Saturday, September 26, 2009

Mantipedes, you say?

I guess they're getting to know us at The Source... They even spelled it right!

I've got to quit posting these logs three or four weeks after last playing 'cause, you know, I'm getting old, and my memory fuzzy. Plus, this last time, I tried to reorganize my gaming briefcase, and it didn't work out so well... I ended up losing the piece of paper on which all the characters' names were written; not so good.

So, I apologize in advance those of you with new characters last time---feel free to fill in what I've forgotten.

Playing this time was Will with Melvin the Fighting Man; Will's wife Susan (a first time gamer!) with a Cleric; Trevor with Narpet the Magic User; my son Max with Fireskull the skeleton Fighting Man; my brother Josh with an elf (remember the Holmes mindset now, so almost race-as-class); Chad, an old friend (like, from elementary school) with a Fighting Man; Carl, fresh from Dragonsfoot, with a Magic User. Trevor still had Octague the evil Cleric charmed from the last session, but I think Melvin let Alan One Hit, his surprisingly robust hireling, have the day off.
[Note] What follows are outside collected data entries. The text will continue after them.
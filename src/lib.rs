pub mod acs_fetch;
pub mod api_client;
pub mod cache_store;
pub mod error;
pub mod fake_source;
pub mod match_doc;
pub mod pairing;
pub mod report;
pub mod riot_fetch;
pub mod roster;
pub mod scan;
pub mod source;
use crate::error::ScanError;
use crate::roster::normalized_key;

pub const CUSTOM_GAME: &str = "CUSTOM_GAME";

// Stable opaque identifier a player's match history is keyed on. Both API
// generations expose one, under different field names.
#[derive(Debug, Clone, PartialEq, Eq)]
pub struct PlayerIdentity {
    pub account_id: String,
}

#[derive(Debug, Clone, PartialEq, Eq)]
pub struct Participant {
    pub summoner_name: String,
    pub account_id: Option<String>,
    // None when the document does not let the team join complete
    pub team_id: Option<u32>,
}

impl Participant {
    pub fn key(&self) -> String {
        normalized_key(&self.summoner_name)
    }
}

#[derive(Debug, Clone, PartialEq, Eq)]
pub struct MatchDetail {
    pub match_id: u64,
    // epoch milliseconds UTC
    pub creation_ms: i64,
    pub game_type: String,
    pub participants: Vec<Participant>,
}

impl MatchDetail {
    pub fn is_custom(&self) -> bool {
        self.game_type == CUSTOM_GAME
    }

    // account id match first, then normalized name
    pub fn find_participant(&self, account_id: &str, key: &str) -> Option<&Participant> {
        self.participants
            .iter()
            .find(|p| p.account_id.as_deref() == Some(account_id))
            .or_else(|| self.participants.iter().find(|p| p.key() == key))
    }
}

/// Upstream seam; one implementation per API generation plus an in-memory
/// fake. `match_page` must hand back ids most-recent-first within the page,
/// pages advancing toward older games as `begin` grows; the traversal's
/// cutoff early-exit depends on that ordering.
pub trait MatchSource {
    fn label(&self) -> &'static str;

    fn page_size(&self) -> usize;

    fn resolve(&mut self, nickname: &str) -> Result<PlayerIdentity, ScanError>;

    fn match_page(
        &mut self,
        identity: &PlayerIdentity,
        begin: usize,
        end: usize,
    ) -> Result<Vec<u64>, ScanError>;

    fn match_detail(&mut self, match_id: u64) -> Result<MatchDetail, ScanError>;
}
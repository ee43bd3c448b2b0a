use std::time::Duration;

use criterion::{Criterion, criterion_group, criterion_main};
use std::hint::black_box;

use duoscan::acs_fetch::parse_history_page_json;
use duoscan::fake_source::FakeSource;
use duoscan::match_doc::parse_match_json;
use duoscan::pairing::{self, PairingBook, TraverseOptions};
use duoscan::riot_fetch::parse_matchlist_json;
use duoscan::roster::parse_roster;
use duoscan::source::{MatchDetail, MatchSource, Participant};

const DAY_MS: i64 = 86_400_000;

fn bench_match_parse(c: &mut Criterion) {
    c.bench_function("match_doc_parse", |b| {
        b.iter(|| {
            let detail = parse_match_json(4901000004, black_box(ACS_MATCH_JSON)).unwrap();
            black_box(detail.participants.len());
        })
    });
}

fn bench_history_page_parse(c: &mut Criterion) {
    c.bench_function("history_page_parse", |b| {
        b.iter(|| {
            let ids = parse_history_page_json(black_box(HISTORY_PAGE_JSON));
            black_box(ids.len());
        })
    });
}

fn bench_matchlist_parse(c: &mut Criterion) {
    c.bench_function("matchlist_parse", |b| {
        b.iter(|| {
            let ids = parse_matchlist_json(black_box(MATCHLIST_JSON));
            black_box(ids.len());
        })
    });
}

fn bench_traverse_deep_history(c: &mut Criterion) {
    let roster = parse_roster("alice\nbob").expect("valid roster");
    let mut source = FakeSource::new(10);
    source.add_player("alice", "acct-0");
    source.add_player("bob", "acct-1");
    let cutoff_ms = 1_600_000_000_000;
    for id in 1..=200u64 {
        let partner_team = if id % 3 == 0 { 100 } else { 200 };
        source.insert_match(MatchDetail {
            match_id: id,
            creation_ms: cutoff_ms + id as i64 * 3_600_000,
            game_type: "MATCHED_GAME".to_string(),
            participants: vec![
                participant("alice", Some("acct-0"), 100),
                participant("bob", Some("acct-1"), partner_team),
                participant("Stranger One", None, 100),
                participant("Stranger Two", None, 200),
            ],
        });
    }
    source.insert_match(MatchDetail {
        match_id: 201,
        creation_ms: cutoff_ms - DAY_MS,
        game_type: "MATCHED_GAME".to_string(),
        participants: vec![participant("alice", Some("acct-0"), 100)],
    });

    let subject = roster.get("alice").expect("subject on roster").clone();
    let identity = source.resolve("alice").expect("resolves");
    let opts = TraverseOptions {
        page_budget: 30,
        rate_limit_pause: Duration::ZERO,
        rate_limit_retries: 4,
    };

    c.bench_function("traverse_deep_history", |b| {
        b.iter(|| {
            let mut book = PairingBook::default();
            let t = pairing::traverse(
                &mut source,
                &roster,
                &subject,
                &identity,
                cutoff_ms,
                &opts,
                &mut book,
            )
            .unwrap();
            black_box(t.inspected);
        })
    });
}

fn participant(name: &str, account: Option<&str>, team: u32) -> Participant {
    Participant {
        summoner_name: name.to_string(),
        account_id: account.map(str::to_string),
        team_id: Some(team),
    }
}

criterion_group!(
    perf,
    bench_match_parse,
    bench_history_page_parse,
    bench_matchlist_parse,
    bench_traverse_deep_history
);
criterion_main!(perf);

static ACS_MATCH_JSON: &str = include_str!("../tests/fixtures/acs_match.json");
static HISTORY_PAGE_JSON: &str = include_str!("../tests/fixtures/acs_history_page.json");
static MATCHLIST_JSON: &str = include_str!("../tests/fixtures/riot_matchlist.json");
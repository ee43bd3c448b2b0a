use std::collections::{HashMap, HashSet};

use rand::Rng;

use crate::error::ScanError;
use crate::roster::{Roster, TrackedPlayer, normalized_key};
use crate::source::{CUSTOM_GAME, MatchDetail, MatchSource, Participant, PlayerIdentity};

const DAY_MS: i64 = 86_400_000;

#[derive(Debug, Clone, Copy, Default, PartialEq, Eq)]
pub struct CallCounts {
    pub resolves: usize,
    pub pages: usize,
    pub details: usize,
}

/// In-memory stand-in for the upstream APIs; drives `--offline` runs, the
/// engine tests, and the bench.
pub struct FakeSource {
    page_size: usize,
    identities: HashMap<String, PlayerIdentity>,
    histories: HashMap<String, Vec<u64>>,
    matches: HashMap<u64, MatchDetail>,
    throttle: HashMap<u64, usize>,
    page_throttle: usize,
    broken: HashSet<u64>,
    broken_resolves: HashSet<String>,
    pub calls: CallCounts,
}

impl FakeSource {
    pub fn new(page_size: usize) -> Self {
        Self {
            page_size,
            identities: HashMap::new(),
            histories: HashMap::new(),
            matches: HashMap::new(),
            throttle: HashMap::new(),
            page_throttle: 0,
            broken: HashSet::new(),
            broken_resolves: HashSet::new(),
            calls: CallCounts::default(),
        }
    }

    pub fn add_player(&mut self, nickname: &str, account_id: &str) {
        self.identities.insert(
            normalized_key(nickname),
            PlayerIdentity {
                account_id: account_id.to_string(),
            },
        );
        self.histories.entry(account_id.to_string()).or_default();
    }

    // pages are served newest-first regardless of insertion order
    pub fn insert_match(&mut self, detail: MatchDetail) {
        for participant in &detail.participants {
            if let Some(account) = &participant.account_id {
                if let Some(history) = self.histories.get_mut(account) {
                    history.push(detail.match_id);
                }
            }
        }
        self.matches.insert(detail.match_id, detail);
    }

    // next `times` detail fetches of this match come back throttled
    pub fn throttle_match(&mut self, match_id: u64, times: usize) {
        self.throttle.insert(match_id, times);
    }

    // next `times` page fetches come back throttled, whoever asks
    pub fn throttle_pages(&mut self, times: usize) {
        self.page_throttle = times;
    }

    pub fn break_match(&mut self, match_id: u64) {
        self.broken.insert(match_id);
    }

    // resolving this nickname fails as a network error, not an unknown player
    pub fn break_resolve(&mut self, nickname: &str) {
        self.broken_resolves.insert(normalized_key(nickname));
    }

    /// Randomized plausible histories for a roster: some shared recent
    /// games, a few customs, and a pre-cutoff tail so walks end on the
    /// cutoff.
    pub fn seeded(roster: &Roster, cutoff_ms: i64) -> Self {
        let mut rng = rand::thread_rng();
        let mut source = Self::new(10);
        let players = roster.players();
        for (idx, player) in players.iter().enumerate() {
            source.add_player(&player.nickname, &format!("fake-acct-{idx}"));
        }

        let mut next_id = 4_000_000_000u64;
        for (idx, player) in players.iter().enumerate() {
            let games = rng.gen_range(4..9);
            for _ in 0..games {
                let creation =
                    cutoff_ms + rng.gen_range(1..6) * DAY_MS + rng.gen_range(0..DAY_MS);
                let mut blue = vec![tracked(player, &format!("fake-acct-{idx}"), 100)];
                let mut red = Vec::new();
                if players.len() > 1 && rng.gen_bool(0.35) {
                    let mut other = rng.gen_range(0..players.len());
                    if other == idx {
                        other = (other + 1) % players.len();
                    }
                    let partner = tracked(
                        &players[other],
                        &format!("fake-acct-{other}"),
                        if rng.gen_bool(0.7) { 100 } else { 200 },
                    );
                    if partner.team_id == Some(100) {
                        blue.push(partner);
                    } else {
                        red.push(partner);
                    }
                }
                fill_team(&mut blue, 100, next_id);
                fill_team(&mut red, 200, next_id);
                blue.append(&mut red);
                let game_type = if rng.gen_bool(0.15) {
                    CUSTOM_GAME
                } else {
                    "MATCHED_GAME"
                };
                source.insert_match(MatchDetail {
                    match_id: next_id,
                    creation_ms: creation,
                    game_type: game_type.to_string(),
                    participants: blue,
                });
                next_id += 1;
            }

            let mut old = vec![tracked(player, &format!("fake-acct-{idx}"), 100)];
            fill_team(&mut old, 100, next_id);
            source.insert_match(MatchDetail {
                match_id: next_id,
                creation_ms: cutoff_ms - rng.gen_range(1..20) * DAY_MS,
                game_type: "MATCHED_GAME".to_string(),
                participants: old,
            });
            next_id += 1;
        }
        source
    }
}

impl MatchSource for FakeSource {
    fn label(&self) -> &'static str {
        "fake"
    }

    fn page_size(&self) -> usize {
        self.page_size
    }

    fn resolve(&mut self, nickname: &str) -> Result<PlayerIdentity, ScanError> {
        self.calls.resolves += 1;
        if self.broken_resolves.contains(&normalized_key(nickname)) {
            return Err(ScanError::TransientNetwork("scripted failure".to_string()));
        }
        self.identities
            .get(&normalized_key(nickname))
            .cloned()
            .ok_or_else(|| ScanError::UnknownPlayer {
                nickname: nickname.to_string(),
            })
    }

    fn match_page(
        &mut self,
        identity: &PlayerIdentity,
        begin: usize,
        end: usize,
    ) -> Result<Vec<u64>, ScanError> {
        self.calls.pages += 1;
        if self.page_throttle > 0 {
            self.page_throttle -= 1;
            return Err(ScanError::RateLimited);
        }
        let mut ids = self
            .histories
            .get(&identity.account_id)
            .cloned()
            .unwrap_or_default();
        ids.sort_by_key(|id| {
            std::cmp::Reverse(self.matches.get(id).map(|m| m.creation_ms).unwrap_or(0))
        });
        Ok(ids
            .into_iter()
            .skip(begin)
            .take(end.saturating_sub(begin))
            .collect())
    }

    fn match_detail(&mut self, match_id: u64) -> Result<MatchDetail, ScanError> {
        self.calls.details += 1;
        if let Some(remaining) = self.throttle.get_mut(&match_id) {
            if *remaining > 0 {
                *remaining -= 1;
                return Err(ScanError::RateLimited);
            }
        }
        if self.broken.contains(&match_id) {
            return Err(ScanError::MalformedMatch {
                match_id,
                reason: "scripted failure".to_string(),
            });
        }
        self.matches
            .get(&match_id)
            .cloned()
            .ok_or_else(|| ScanError::MalformedMatch {
                match_id,
                reason: "not found".to_string(),
            })
    }
}

fn tracked(player: &TrackedPlayer, account: &str, team: u32) -> Participant {
    Participant {
        summoner_name: player.nickname.clone(),
        account_id: Some(account.to_string()),
        team_id: Some(team),
    }
}

fn fill_team(side: &mut Vec<Participant>, team: u32, salt: u64) {
    while side.len() < 5 {
        side.push(Participant {
            summoner_name: format!("Filler {team} {salt} {}", side.len()),
            account_id: None,
            team_id: Some(team),
        });
    }
}
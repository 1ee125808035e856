//! JSON-RPC client for a dcrd ledger node.
//!
//! [`DcrdClient`] implements [`pulse_ledger::LedgerSource`] over dcrd's
//! JSON-RPC 1.0 interface:
//! - HTTP basic authentication
//! - an optional extra root certificate for dcrd's self-signed `rpc.cert`
//! - per-request and connect timeouts

pub mod client;
pub mod envelope;
pub mod error;

pub use client::{DcrdClient, DcrdClientConfig};
pub use error::RpcError;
Geez, when I look at that, it was a big, noisy party...

Some Highlights
  • They really wanted to find the kobolds who'd ambushed them last time, but no luck...
  • Narpet, hoping someday to become a lich, is hoping that Octague was looking for something in the dungeon that might help him achieve that goal. After an inconclusive conversation, he did, however, agree to paint his face white, "In honor of Father Orcus..."
  • After kicking in a door, they attracted some ghosts. Most of the party failed their saving throws and took off in fear, hiding behind broken furniture in the room beyond the door. The ghosts went away eventually, and Fireskull, being undead and therefore not subject to being afraid of ghosts, got bored. He went wandering about nearby corridors while the others recovered, breaking down locked doors and shouting "It's just me!" to the rest of the party. He discovered some stairs leading down and, amazingly, was unmolested by wandering monsters...
  • They found what appears to have been some sort of arena, with risers, a dias, and six locked grates in the floor. Peering into the grates, they saw sparkly things, but also heard slight moans and the scrape of metal and bones. In true old school style, they decided to leave well enough alone for now.
  • Through a secret door in a nearby corridor, they found a strange, felted hallway running behind the seats in the auditorium, with small holes at head height. For servants of House Gristlehelm to spy, or worse, on guests?
  • In a distant room that appeared to have been part parlor, part prison, they roused the ghost of a once-beautiful young woman, horribly disfigured by torture, who attacked them by flinging freezing blood from her wounds. Susan immediately said her cleric was going to fall to her knees and pray to send the ghost's soul onward. I thought this was so cool---she didn't really know about "turning", so she just tried what seemed natural for a cleric to do. I gave her three chances, getting harder each time: 2d6, 9 or higher/11 or higher/three dice, all the same number. It didn't work, but that wasn't the point (I mean, she is only first level, after all!) See, in the room description, I had written: "Mutilated, broken, maligned, wrathful. A cleric of a loving GOD might be able to lay this tragic wraith to rest." So, there you go... Defeated only through the agency of Melvin's magic sword, a diary found amongst her bones revealed her to have been Gwyneth the Pale, beloved daughter and heir to House Hyacinth, mortal foes of House Gristlehelm. If I'm remembering correctly, they took her skull with them, though it may only have been the diary.
  • In one room, a pool was bubbling up from somewhere, filling about a third of the space. The wet walls and floor were crumbling and corroded. Strange movements and sounds near the pool turned out, on further investigation, to be literally hundreds of thousands of centipedes. When someone came too near the pool, furious motion in the swarm resolved into two roughly man-shaped forms composed entirely of centipedes, which came lurching out towards the characters. They managed to scatter the mantipedes long enough for Narpet, using his ring of water walking, to skim out on the pool and find the robed bones of what was apparently once a magic user. They left the room with a potion of healing and a scroll.
  • And then there was the column of garbage...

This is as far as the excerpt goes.